Before the bug fix we can do manual with crictl: export RUNTIME_ENDPOINT=/var/run/crio/crio.sock export IMAGE_ENDPOINT=${RUNTIME_ENDPOINT} crictl --image-endpoint=${IMAGE_ENDPOINT} --runtime-endpoint=${RUNTIME_ENDPOINT} rm api # crictl ps|grep -w api 90a971c50b676 registry.reg-aws.openshift.com:443/openshift3/ose-control-plane@sha256:3804c81531b9de6b67330e9d9357d67875bbd0b33b72e9a4ff118b616bd87089 6 hours ago CONTAINER_RUNNING api 0 # crictl --image-endpoint=${IMAGE_ENDPOINT} --runtime-endpoint=${RUNTIME_ENDPOINT} rm 90a971c50b676 # crictl ps|grep -w controllers 59c8e66d17f3d registry.reg-aws.openshift.com:443/openshift3/ose-control-plane@sha256:3804c81531b9de6b67330e9d9357d67875bbd0b33b72e9a4ff118b616bd87089 6 hours ago CONTAINER_RUNNING controllers 0 # crictl --image-endpoint=${IMAGE_ENDPOINT} --runtime-endpoint=${RUNTIME_ENDPOINT} rm 59c8e66d17f3d 59c8e66d17f3d
Manual walkaround for QE test in cri-o env: export RUNTIME_ENDPOINT=/var/run/crio/crio.sock export IMAGE_ENDPOINT=${RUNTIME_ENDPOINT} # crictl ps|grep -w api # crictl ps|grep -w controllers # crictl --image-endpoint=${IMAGE_ENDPOINT} --runtime-endpoint=${RUNTIME_ENDPOINT} rm ${api_container_id} # crictl --image-endpoint=${IMAGE_ENDPOINT} --runtime-endpoint=${RUNTIME_ENDPOINT} rm ${controllers_container_id}
master-logs does't work in CRIO too. In /usr/local/bin/master-logs also use docker command [root@ip-172-18-13-30 node]# master-logs controllers controllers Component controllers is stopped or not running
Since there's a workaround for this I'd wait for crictl to show up for 3.10 meanwhile we'll work to modify the script to use crictl? Which script is that?

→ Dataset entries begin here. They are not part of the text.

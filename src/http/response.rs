//! Response descriptors and the wire-level response writer.

use bytes::Bytes;
use serde::Serialize;
use serde_json::Value;
use std::collections::HashMap;
use tracing::warn;

/// The structured value a handler returns, mapped onto an HTTP response.
///
/// Every field is optional: `status` defaults to 200, `headers` merge over
/// the gateway's defaults (handler keys win), and `buffer` takes precedence
/// over `data` as the body. A descriptor with neither `buffer` nor `data`
/// is serialized whole as the body, which is how bare `{status, message}`
/// returns surface their message.
#[derive(Debug, Clone, Default, PartialEq, Serialize)]
pub struct ResponseDescriptor {
    #[serde(skip_serializing_if = "Option::is_none")]
    pub status: Option<u16>,
    #[serde(skip_serializing_if = "HashMap::is_empty")]
    pub headers: HashMap<String, String>,
    #[serde(skip_serializing_if = "Option::is_none")]
    pub message: Option<String>,
    #[serde(skip_serializing_if = "Option::is_none")]
    pub data: Option<Value>,
    /// Raw binary body, written verbatim. The handler is responsible for
    /// setting a matching content-type header; the writer does not sniff.
    #[serde(skip)]
    pub buffer: Option<Bytes>,
}

impl ResponseDescriptor {
    pub fn new() -> Self {
        Self::default()
    }

    /// Set the response status.
    pub fn status(mut self, status: u16) -> Self {
        self.status = Some(status);
        self
    }

    /// Add a response header.
    pub fn header(mut self, key: impl Into<String>, value: impl Into<String>) -> Self {
        self.headers.insert(key.into(), value.into());
        self
    }

    /// Set the human-readable message.
    pub fn message(mut self, message: impl Into<String>) -> Self {
        self.message = Some(message.into());
        self
    }

    /// Set the JSON-serializable data body.
    pub fn data(mut self, data: impl Into<Value>) -> Self {
        self.data = Some(data.into());
        self
    }

    /// Set the raw binary body.
    pub fn buffer(mut self, buffer: impl Into<Bytes>) -> Self {
        self.buffer = Some(buffer.into());
        self
    }
}

/// Default-header policy applied by the response writer.
#[derive(Debug, Clone, Copy, Default)]
pub struct HeaderPolicy {
    /// Inject permissive CORS headers alongside the defaults.
    pub cors: bool,
}

impl HeaderPolicy {
    pub fn with_cors() -> Self {
        Self { cors: true }
    }

    fn default_headers(&self) -> HashMap<String, String> {
        let mut headers = HashMap::new();
        headers.insert("content-type".to_string(), "application/json".to_string());
        if self.cors {
            headers.insert("Access-Control-Allow-Origin".to_string(), "*".to_string());
            headers.insert(
                "Access-Control-Allow-Methods".to_string(),
                "GET,POST,PUT,PATCH,DELETE,OPTIONS".to_string(),
            );
            headers.insert(
                "Access-Control-Allow-Headers".to_string(),
                "Content-Type,Authorization".to_string(),
            );
        }
        headers
    }
}

/// A fully serialized response, ready for any host to flush exactly once.
#[derive(Debug, Clone)]
pub struct WireResponse {
    pub status: u16,
    pub headers: HashMap<String, String>,
    pub body: Bytes,
}

impl WireResponse {
    /// Serialize a descriptor: default headers merged under the handler's,
    /// buffer verbatim or JSON body.
    pub fn from_descriptor(descriptor: ResponseDescriptor, policy: &HeaderPolicy) -> Self {
        let status = descriptor.status.unwrap_or(200);

        let mut headers = policy.default_headers();
        for (key, value) in &descriptor.headers {
            headers.insert(key.clone(), value.clone());
        }

        let body = if let Some(buffer) = &descriptor.buffer {
            buffer.clone()
        } else if let Some(data) = &descriptor.data {
            json_body(data)
        } else {
            json_body(&descriptor)
        };

        Self {
            status,
            headers,
            body,
        }
    }

    /// A canned response with default (and optionally CORS) headers and an
    /// empty body, used for OPTIONS preflights.
    pub fn canned(status: u16, policy: &HeaderPolicy) -> Self {
        Self {
            status,
            headers: policy.default_headers(),
            body: Bytes::new(),
        }
    }

    /// A bare response with no headers and an empty body.
    pub fn empty(status: u16) -> Self {
        Self {
            status,
            headers: HashMap::new(),
            body: Bytes::new(),
        }
    }

    /// A terminal error response carrying the serialized error as its body.
    pub fn error(status: u16, message: &str) -> Self {
        Self {
            status,
            headers: HashMap::new(),
            body: json_body(&serde_json::json!({ "error": message })),
        }
    }
}

fn json_body<T: Serialize>(value: &T) -> Bytes {
    match serde_json::to_vec(value) {
        Ok(body) => Bytes::from(body),
        Err(err) => {
            warn!("failed to serialize response body: {}", err);
            Bytes::from_static(b"null")
        }
    }
}

#[cfg(test)]
mod tests {
    use super::*;

    #[test]
    fn descriptor_headers_win_over_defaults() {
        let descriptor = ResponseDescriptor::new()
            .header("content-type", "image/jpeg")
            .buffer(Bytes::from_static(b"\xff\xd8"));
        let wire = WireResponse::from_descriptor(descriptor, &HeaderPolicy::default());
        assert_eq!(wire.headers["content-type"], "image/jpeg");
        assert_eq!(&wire.body[..], b"\xff\xd8");
    }

    #[test]
    fn bare_descriptor_serializes_whole() {
        let descriptor = ResponseDescriptor::new().status(401).message("Unauthorized");
        let wire = WireResponse::from_descriptor(descriptor, &HeaderPolicy::default());
        assert_eq!(wire.status, 401);
        let body: Value = serde_json::from_slice(&wire.body).unwrap();
        assert_eq!(body["message"], "Unauthorized");
        assert_eq!(body["status"], 401);
    }

    #[test]
    fn data_round_trips() {
        let data = serde_json::json!({ "x": [1, 2, 3], "nested": { "ok": true } });
        let descriptor = ResponseDescriptor::new().data(data.clone());
        let wire = WireResponse::from_descriptor(descriptor, &HeaderPolicy::default());
        let back: Value = serde_json::from_slice(&wire.body).unwrap();
        assert_eq!(back, data);
    }
}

(In reply to Antonio Murdaca from comment #8) > Since there's a workaround for this I'd wait for crictl to show up for 3.10 > meanwhile we'll work to modify the script to use crictl? Which script is > that? It's in https://github.com/openshift/openshift-ansible/tree/master/roles/openshift_control_plane/files/scripts/docker
*** Bug 1574660 has been marked as a duplicate of this bug. ***
(In reply to Antonio Murdaca from comment #8) > Since there's a workaround for this I'd wait for crictl to show up for 3.10 > meanwhile we'll work to modify the script to use crictl? Which script is > that? It's in 3.10 OCP repos already, just need to ensure that it's being installed when necessary.
(In reply to Scott Dodson from comment #11) > (In reply to Antonio Murdaca from comment #8) > > Since there's a workaround for this I'd wait for crictl to show up for 3.10 > > meanwhile we'll work to modify the script to use crictl? Which script is > > that? > > It's in 3.10 OCP repos already, just need to ensure that it's being > installed when necessary. alright, so we need to make sure it's installed with CRI-O (or in the installer) and we need to modify the scripts to use crictl as well. I'll work on porting the scripts to crictl.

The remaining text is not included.